=== Problem details ===
Show each line of the data below in which "Timeout" occurs.

=== Data ===

+ + + + + + +

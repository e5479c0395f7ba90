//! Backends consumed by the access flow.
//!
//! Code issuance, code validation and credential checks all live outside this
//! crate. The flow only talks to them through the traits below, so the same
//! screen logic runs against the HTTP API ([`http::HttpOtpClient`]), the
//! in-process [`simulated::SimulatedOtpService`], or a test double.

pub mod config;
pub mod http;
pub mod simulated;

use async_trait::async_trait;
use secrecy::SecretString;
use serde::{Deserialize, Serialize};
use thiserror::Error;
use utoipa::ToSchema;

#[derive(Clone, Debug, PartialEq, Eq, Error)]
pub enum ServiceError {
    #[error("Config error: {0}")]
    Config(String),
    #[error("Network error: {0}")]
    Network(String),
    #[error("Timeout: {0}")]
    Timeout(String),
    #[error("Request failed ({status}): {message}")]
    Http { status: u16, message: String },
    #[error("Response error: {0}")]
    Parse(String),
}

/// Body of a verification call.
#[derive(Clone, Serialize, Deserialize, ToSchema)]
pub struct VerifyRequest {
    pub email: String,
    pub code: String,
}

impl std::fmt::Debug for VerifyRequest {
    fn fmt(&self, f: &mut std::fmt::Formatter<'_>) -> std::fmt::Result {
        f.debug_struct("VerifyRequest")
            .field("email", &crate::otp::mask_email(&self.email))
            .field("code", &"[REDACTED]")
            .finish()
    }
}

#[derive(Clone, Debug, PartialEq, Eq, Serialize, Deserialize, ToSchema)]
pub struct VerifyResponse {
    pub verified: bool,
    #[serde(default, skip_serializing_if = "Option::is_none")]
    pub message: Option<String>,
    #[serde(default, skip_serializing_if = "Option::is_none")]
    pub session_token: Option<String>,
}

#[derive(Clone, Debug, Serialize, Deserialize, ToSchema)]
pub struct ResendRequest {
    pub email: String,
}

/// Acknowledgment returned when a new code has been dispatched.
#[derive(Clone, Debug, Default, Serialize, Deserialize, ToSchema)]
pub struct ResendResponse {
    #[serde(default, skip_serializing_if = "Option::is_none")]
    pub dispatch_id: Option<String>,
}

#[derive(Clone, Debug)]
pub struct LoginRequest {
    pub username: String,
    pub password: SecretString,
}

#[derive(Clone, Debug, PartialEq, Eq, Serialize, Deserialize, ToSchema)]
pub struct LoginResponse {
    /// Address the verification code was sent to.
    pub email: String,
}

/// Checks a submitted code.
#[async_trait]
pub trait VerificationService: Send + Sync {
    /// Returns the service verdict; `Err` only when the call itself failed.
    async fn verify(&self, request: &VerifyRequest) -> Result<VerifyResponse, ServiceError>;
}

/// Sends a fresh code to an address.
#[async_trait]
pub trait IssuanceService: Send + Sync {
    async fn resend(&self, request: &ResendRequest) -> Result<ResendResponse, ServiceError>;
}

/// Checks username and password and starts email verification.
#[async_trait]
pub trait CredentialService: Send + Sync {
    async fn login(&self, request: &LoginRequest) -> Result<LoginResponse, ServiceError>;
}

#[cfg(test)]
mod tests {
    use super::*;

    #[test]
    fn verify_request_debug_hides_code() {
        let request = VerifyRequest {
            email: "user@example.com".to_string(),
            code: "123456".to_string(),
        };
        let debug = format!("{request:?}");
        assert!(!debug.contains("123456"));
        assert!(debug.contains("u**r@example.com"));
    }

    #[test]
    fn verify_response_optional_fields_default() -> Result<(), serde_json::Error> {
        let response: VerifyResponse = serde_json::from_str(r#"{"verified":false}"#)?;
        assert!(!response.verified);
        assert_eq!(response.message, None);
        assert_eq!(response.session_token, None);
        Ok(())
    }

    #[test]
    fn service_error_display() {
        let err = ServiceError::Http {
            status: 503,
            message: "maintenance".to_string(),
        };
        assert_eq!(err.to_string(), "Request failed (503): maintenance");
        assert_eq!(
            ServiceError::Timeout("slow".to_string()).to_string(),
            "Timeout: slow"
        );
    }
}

+ + + + + + +

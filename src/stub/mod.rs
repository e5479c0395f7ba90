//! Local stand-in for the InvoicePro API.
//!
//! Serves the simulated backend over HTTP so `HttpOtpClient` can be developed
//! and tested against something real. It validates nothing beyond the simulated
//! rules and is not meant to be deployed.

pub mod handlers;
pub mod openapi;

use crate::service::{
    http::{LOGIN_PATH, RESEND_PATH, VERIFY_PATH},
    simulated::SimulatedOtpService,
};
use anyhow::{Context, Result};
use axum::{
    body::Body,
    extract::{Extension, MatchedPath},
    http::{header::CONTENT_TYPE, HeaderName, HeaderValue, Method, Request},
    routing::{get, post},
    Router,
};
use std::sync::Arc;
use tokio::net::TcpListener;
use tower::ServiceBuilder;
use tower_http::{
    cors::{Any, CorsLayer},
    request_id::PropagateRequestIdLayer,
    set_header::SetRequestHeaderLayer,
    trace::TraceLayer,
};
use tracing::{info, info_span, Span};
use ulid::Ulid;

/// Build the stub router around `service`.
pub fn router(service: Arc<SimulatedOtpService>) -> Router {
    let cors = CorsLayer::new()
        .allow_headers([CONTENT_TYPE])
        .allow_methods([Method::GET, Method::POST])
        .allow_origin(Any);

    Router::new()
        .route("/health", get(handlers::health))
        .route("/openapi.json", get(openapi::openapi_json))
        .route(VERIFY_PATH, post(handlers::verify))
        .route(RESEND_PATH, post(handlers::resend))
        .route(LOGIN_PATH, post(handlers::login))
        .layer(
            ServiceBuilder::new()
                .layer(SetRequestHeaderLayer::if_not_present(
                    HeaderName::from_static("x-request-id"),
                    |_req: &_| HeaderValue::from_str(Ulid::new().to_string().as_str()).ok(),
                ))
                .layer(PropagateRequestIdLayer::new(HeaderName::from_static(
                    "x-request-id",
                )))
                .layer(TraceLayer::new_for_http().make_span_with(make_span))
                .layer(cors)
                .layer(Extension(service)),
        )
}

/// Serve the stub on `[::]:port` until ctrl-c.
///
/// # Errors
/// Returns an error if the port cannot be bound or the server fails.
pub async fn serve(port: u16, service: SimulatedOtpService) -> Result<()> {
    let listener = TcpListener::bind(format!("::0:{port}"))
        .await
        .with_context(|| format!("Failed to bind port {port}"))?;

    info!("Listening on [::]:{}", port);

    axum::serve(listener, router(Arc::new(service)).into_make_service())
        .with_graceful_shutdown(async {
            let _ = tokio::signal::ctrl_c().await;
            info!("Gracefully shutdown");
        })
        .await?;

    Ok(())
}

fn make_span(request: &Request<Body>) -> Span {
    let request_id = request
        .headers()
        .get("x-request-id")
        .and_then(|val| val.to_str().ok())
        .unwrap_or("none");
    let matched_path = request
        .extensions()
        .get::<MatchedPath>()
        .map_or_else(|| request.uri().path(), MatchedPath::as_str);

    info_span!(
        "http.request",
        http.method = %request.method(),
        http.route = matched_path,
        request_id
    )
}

+ + + + + + +

=== Exercise response ===
    #[error("Timeout: {0}")]
    Timeout(String),
            ServiceError::Timeout("slow".to_string()).to_string(),
            "Timeout: slow"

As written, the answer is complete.